- [Task inputs]
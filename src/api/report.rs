use std::collections::{BTreeMap, HashMap, HashSet};

use crate::{
    api::{
        attendance::fetch_all_attendance, leave_request::fetch_all_leaves, month_label,
        now_local, payment::fetch_all_payments,
    },
    auth::auth::AuthUser,
    error::ApiError,
    model::{
        attendance::{AttendanceRecord, DAY_KEY_FORMAT},
        leave_request::{LeaveRequest, LeaveStatus},
        payment::Payment,
    },
    utils::csv_export::{csv_attachment, to_csv},
};
use actix_web::{HttpResponse, web};
use chrono::{Datelike, NaiveDate, NaiveDateTime};
use serde::{Deserialize, Serialize};
use sqlx::MySqlPool;
use utoipa::{IntoParams, ToSchema};

const TOP_ATTENDEES: usize = 10;

#[derive(Deserialize, IntoParams)]
pub struct ReportQuery {
    /// `YYYY-MM`; defaults to the current month
    #[param(example = "2026-01")]
    pub month: Option<String>,
}

/// First day of a `YYYY-MM` month.
pub fn parse_month(value: &str) -> Option<NaiveDate> {
    NaiveDate::parse_from_str(&format!("{}-01", value.trim()), DAY_KEY_FORMAT).ok()
}

fn same_month(a: NaiveDate, b: NaiveDate) -> bool {
    a.year() == b.year() && a.month() == b.month()
}

fn in_month(at: Option<NaiveDateTime>, month: NaiveDate) -> bool {
    at.is_some_and(|at| same_month(at.date(), month))
}

#[derive(Debug, Serialize, ToSchema, PartialEq)]
pub struct DailyCount {
    #[schema(example = "2026-01-05")]
    pub date: String,
    #[schema(example = 41)]
    pub count: usize,
}

#[derive(Debug, Serialize, ToSchema, PartialEq)]
pub struct TopAttendee {
    #[schema(example = "asha@hostel.in")]
    pub email: String,
    #[schema(example = 27)]
    pub meals: usize,
}

#[derive(Debug, Serialize, ToSchema, PartialEq)]
pub struct MonthlyReport {
    #[schema(example = "2026-01")]
    pub month: String,
    #[schema(example = "January 2026")]
    pub month_label: String,
    pub total_attendance: usize,
    pub unique_attendees: usize,
    /// Sum of verified payments made during the month
    pub total_revenue: f64,
    /// Approved leaves requested during the month
    pub approved_leaves: usize,
    pub average_attendance_per_user: u64,
    pub daily_breakdown: Vec<DailyCount>,
    pub top_attendees: Vec<TopAttendee>,
}

impl MonthlyReport {
    pub fn build(
        month: NaiveDate,
        attendance: &[AttendanceRecord],
        payments: &[Payment],
        leaves: &[LeaveRequest],
    ) -> Self {
        let mut daily: BTreeMap<NaiveDate, usize> = BTreeMap::new();
        let mut per_email: HashMap<&str, usize> = HashMap::new();
        let mut attendees: HashSet<u64> = HashSet::new();
        let mut total_attendance = 0;

        for (record, date) in attendance
            .iter()
            .filter_map(|r| r.event_date().map(|d| (r, d)))
            .filter(|(_, d)| same_month(*d, month))
        {
            total_attendance += 1;
            attendees.insert(record.user_id);
            *daily.entry(date).or_default() += 1;
            *per_email.entry(record.user_email.as_str()).or_default() += 1;
        }

        let total_revenue = payments
            .iter()
            .filter(|p| p.is_verified() && same_month(p.created_at.date(), month))
            .map(|p| p.amount)
            .sum();

        let approved_leaves = leaves
            .iter()
            .filter(|l| l.status() == Some(LeaveStatus::Approved))
            .filter(|l| in_month(l.requested_at, month))
            .count();

        let unique_attendees = attendees.len();
        let average_attendance_per_user = if unique_attendees > 0 {
            (total_attendance as f64 / unique_attendees as f64).round() as u64
        } else {
            0
        };

        let mut top: Vec<TopAttendee> = per_email
            .into_iter()
            .map(|(email, meals)| TopAttendee {
                email: email.to_string(),
                meals,
            })
            .collect();
        top.sort_by(|a, b| b.meals.cmp(&a.meals).then_with(|| a.email.cmp(&b.email)));
        top.truncate(TOP_ATTENDEES);

        MonthlyReport {
            month: month.format("%Y-%m").to_string(),
            month_label: month.format("%B %Y").to_string(),
            total_attendance,
            unique_attendees,
            total_revenue,
            approved_leaves,
            average_attendance_per_user,
            daily_breakdown: daily
                .into_iter()
                .map(|(date, count)| DailyCount {
                    date: date.format(DAY_KEY_FORMAT).to_string(),
                    count,
                })
                .collect(),
            top_attendees: top,
        }
    }
}

#[derive(Debug, Serialize, PartialEq)]
pub struct ReportCsvRow {
    #[serde(rename = "Month")]
    pub month: String,
    #[serde(rename = "Total Attendance")]
    pub total_attendance: usize,
    #[serde(rename = "Unique Attendees")]
    pub unique_attendees: usize,
    #[serde(rename = "Total Revenue")]
    pub total_revenue: f64,
    #[serde(rename = "Approved Leaves")]
    pub approved_leaves: usize,
    #[serde(rename = "Average Attendance per User")]
    pub average_attendance_per_user: u64,
    /// `date:count` pairs separated by `;`
    #[serde(rename = "Daily Breakdown")]
    pub daily_breakdown: String,
}

impl From<&MonthlyReport> for ReportCsvRow {
    fn from(r: &MonthlyReport) -> Self {
        ReportCsvRow {
            month: r.month_label.clone(),
            total_attendance: r.total_attendance,
            unique_attendees: r.unique_attendees,
            total_revenue: r.total_revenue,
            approved_leaves: r.approved_leaves,
            average_attendance_per_user: r.average_attendance_per_user,
            daily_breakdown: r
                .daily_breakdown
                .iter()
                .map(|d| format!("{}:{}", d.date, d.count))
                .collect::<Vec<_>>()
                .join(";"),
        }
    }
}

#[derive(Debug, Serialize, ToSchema, PartialEq)]
pub struct DashboardStats {
    pub registered_users: i64,
    /// Members with at least one attendance record
    pub users_attended: i64,
    pub pending_feedback: i64,
    pub pending_leaves: i64,
    pub pending_payments: i64,
    pub total_revenue: f64,
    /// Verified payments whose month label is the current one
    pub monthly_revenue: f64,
    #[schema(example = "January 2026")]
    pub month: String,
}

/// `(total, current month)` revenue from verified payments.
pub fn verified_revenue(payments: &[Payment], month_label: &str) -> (f64, f64) {
    payments
        .iter()
        .filter(|p| p.is_verified())
        .fold((0.0, 0.0), |(total, monthly), p| {
            let this_month = if p.month == month_label { p.amount } else { 0.0 };
            (total + p.amount, monthly + this_month)
        })
}

async fn count(pool: &MySqlPool, sql: &str) -> Result<i64, sqlx::Error> {
    sqlx::query_scalar::<_, i64>(sql).fetch_one(pool).await
}

async fn monthly_report(pool: &MySqlPool, query: &ReportQuery) -> Result<MonthlyReport, ApiError> {
    let month = match query.month.as_deref() {
        Some(value) => parse_month(value)
            .ok_or_else(|| ApiError::bad_request("month must be formatted as YYYY-MM"))?,
        None => now_local().date().with_day(1).unwrap_or_else(|| now_local().date()),
    };

    let attendance = fetch_all_attendance(pool).await?;
    let payments = fetch_all_payments(pool).await?;
    let leaves = fetch_all_leaves(pool).await?;

    Ok(MonthlyReport::build(month, &attendance, &payments, &leaves))
}

/// Attendance, revenue and leave figures for one month (admin)
#[utoipa::path(
    get,
    path = "/api/reports/monthly",
    params(ReportQuery),
    responses(
        (status = 200, description = "Monthly report", body = MonthlyReport),
        (status = 400, description = "Malformed month"),
        (status = 403, description = "Forbidden")
    ),
    security(("bearer_auth" = [])),
    tag = "Reports"
)]
pub async fn get_monthly_report(
    auth: AuthUser,
    pool: web::Data<MySqlPool>,
    query: web::Query<ReportQuery>,
) -> Result<HttpResponse, ApiError> {
    auth.require_admin()?;
    let report = monthly_report(pool.get_ref(), &query).await?;
    Ok(HttpResponse::Ok().json(report))
}

#[utoipa::path(
    get,
    path = "/api/reports/monthly/export",
    params(ReportQuery),
    responses(
        (status = 200, description = "CSV file", body = String, content_type = "text/csv"),
        (status = 403, description = "Forbidden")
    ),
    security(("bearer_auth" = [])),
    tag = "Reports"
)]
pub async fn export_monthly_report(
    auth: AuthUser,
    pool: web::Data<MySqlPool>,
    query: web::Query<ReportQuery>,
) -> Result<HttpResponse, ApiError> {
    auth.require_admin()?;
    let report = monthly_report(pool.get_ref(), &query).await?;

    let body = to_csv(&[ReportCsvRow::from(&report)])?;
    Ok(csv_attachment(&format!("monthly-report-{}.csv", report.month), body))
}

/// Dashboard counters (admin)
#[utoipa::path(
    get,
    path = "/api/admin/stats",
    responses(
        (status = 200, description = "Dashboard counters", body = DashboardStats),
        (status = 403, description = "Forbidden")
    ),
    security(("bearer_auth" = [])),
    tag = "Reports"
)]
pub async fn admin_stats(
    auth: AuthUser,
    pool: web::Data<MySqlPool>,
) -> Result<HttpResponse, ApiError> {
    auth.require_admin()?;
    let pool = pool.get_ref();

    let registered_users = count(pool, "SELECT COUNT(*) FROM users").await?;
    let users_attended = count(pool, "SELECT COUNT(DISTINCT user_id) FROM attendance").await?;
    let pending_feedback =
        count(pool, "SELECT COUNT(*) FROM feedback WHERE status = 'pending'").await?;
    let pending_leaves =
        count(pool, "SELECT COUNT(*) FROM leave_requests WHERE status = 'pending'").await?;
    let pending_payments =
        count(pool, "SELECT COUNT(*) FROM payments WHERE status = 'pending'").await?;

    let payments = fetch_all_payments(pool).await?;
    let month = month_label(now_local());
    let (total_revenue, monthly_revenue) = verified_revenue(&payments, &month);

    Ok(HttpResponse::Ok().json(DashboardStats {
        registered_users,
        users_attended,
        pending_feedback,
        pending_leaves,
        pending_payments,
        total_revenue,
        monthly_revenue,
        month,
    }))
}

#[cfg(test)]
mod tests {
    use super::*;

    fn day(y: i32, m: u32, d: u32) -> NaiveDate {
        NaiveDate::from_ymd_opt(y, m, d).unwrap()
    }

    fn attended(id: u64, user_id: u64, email: &str, date: &str) -> AttendanceRecord {
        AttendanceRecord {
            id,
            user_id,
            user_email: email.into(),
            date: Some(date.into()),
            marked_at: None,
            qr_id: None,
            meal_type: "general".into(),
        }
    }

    fn payment(amount: f64, status: &str, month: &str, created: NaiveDate) -> Payment {
        Payment {
            id: 1,
            user_id: 7,
            user_email: "asha@hostel.in".into(),
            amount,
            currency: "INR".into(),
            transaction_id: None,
            payment_method: "UPI".into(),
            status: status.into(),
            month: month.into(),
            created_at: created.and_hms_opt(10, 0, 0).unwrap(),
            verified_at: None,
            verified_by: None,
        }
    }

    fn leave(status: &str, requested: NaiveDate) -> LeaveRequest {
        LeaveRequest {
            id: 1,
            user_id: 7,
            user_email: "asha@hostel.in".into(),
            start_date: requested,
            end_date: requested,
            reason: "home".into(),
            meal_type: "both".into(),
            status: status.into(),
            requested_at: requested.and_hms_opt(8, 0, 0),
            responded_at: None,
            responded_by: None,
        }
    }

    #[test]
    fn parses_year_month() {
        assert_eq!(parse_month("2026-01"), Some(day(2026, 1, 1)));
        assert_eq!(parse_month("2026-13"), None);
        assert_eq!(parse_month("January"), None);
    }

    #[test]
    fn monthly_report_aggregates_the_selected_month_only() {
        let attendance = vec![
            attended(1, 7, "asha@hostel.in", "2026-01-05"),
            attended(2, 7, "asha@hostel.in", "2026-01-06"),
            attended(3, 7, "asha@hostel.in", "2026-01-07"),
            attended(4, 8, "ravi@hostel.in", "2026-01-05"),
            attended(5, 8, "ravi@hostel.in", "2026-02-01"),
            attended(6, 9, "old@hostel.in", "garbage"),
        ];
        let payments = vec![
            payment(3000.0, "verified", "January 2026", day(2026, 1, 3)),
            payment(3000.0, "paid", "January 2026", day(2026, 1, 4)),
            payment(3000.0, "pending", "January 2026", day(2026, 1, 4)),
            payment(3000.0, "verified", "February 2026", day(2026, 2, 1)),
        ];
        let leaves = vec![
            leave("approved", day(2026, 1, 10)),
            leave("rejected", day(2026, 1, 11)),
            leave("approved", day(2025, 12, 31)),
        ];

        let report = MonthlyReport::build(day(2026, 1, 1), &attendance, &payments, &leaves);

        assert_eq!(report.month, "2026-01");
        assert_eq!(report.month_label, "January 2026");
        assert_eq!(report.total_attendance, 4);
        assert_eq!(report.unique_attendees, 2);
        assert_eq!(report.total_revenue, 6000.0);
        assert_eq!(report.approved_leaves, 1);
        assert_eq!(report.average_attendance_per_user, 2);
        assert_eq!(
            report.daily_breakdown,
            vec![
                DailyCount { date: "2026-01-05".into(), count: 2 },
                DailyCount { date: "2026-01-06".into(), count: 1 },
                DailyCount { date: "2026-01-07".into(), count: 1 },
            ]
        );
        assert_eq!(report.top_attendees[0], TopAttendee { email: "asha@hostel.in".into(), meals: 3 });
        assert_eq!(report.top_attendees.len(), 2);
    }

    #[test]
    fn empty_month_has_zero_average() {
        let report = MonthlyReport::build(day(2026, 1, 1), &[], &[], &[]);
        assert_eq!(report.total_attendance, 0);
        assert_eq!(report.average_attendance_per_user, 0);
        assert!(report.daily_breakdown.is_empty());
    }

    #[test]
    fn csv_row_flattens_daily_breakdown() {
        let attendance = vec![
            attended(1, 7, "asha@hostel.in", "2026-01-05"),
            attended(2, 7, "asha@hostel.in", "2026-01-06"),
        ];
        let report = MonthlyReport::build(day(2026, 1, 1), &attendance, &[], &[]);
        let row = ReportCsvRow::from(&report);
        assert_eq!(row.month, "January 2026");
        assert_eq!(row.daily_breakdown, "2026-01-05:1;2026-01-06:1");

        let csv = String::from_utf8(to_csv(&[row]).unwrap()).unwrap();
        assert!(csv.starts_with("Month,Total Attendance,Unique Attendees,Total Revenue,"));
    }

    #[test]
    fn revenue_counts_verified_and_legacy_paid() {
        let payments = vec![
            payment(3000.0, "verified", "January 2026", day(2026, 1, 3)),
            payment(2500.0, "paid", "December 2025", day(2025, 12, 3)),
            payment(3000.0, "rejected", "January 2026", day(2026, 1, 3)),
        ];
        assert_eq!(verified_revenue(&payments, "January 2026"), (5500.0, 3000.0));
    }
}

- [Activity] Isolate each line of the listing above that includes "Option". Copy it.

- [Reply]
    pub month: Option<String>,
pub fn parse_month(value: &str) -> Option<NaiveDate> {
fn in_month(at: Option<NaiveDateTime>, month: NaiveDate) -> bool {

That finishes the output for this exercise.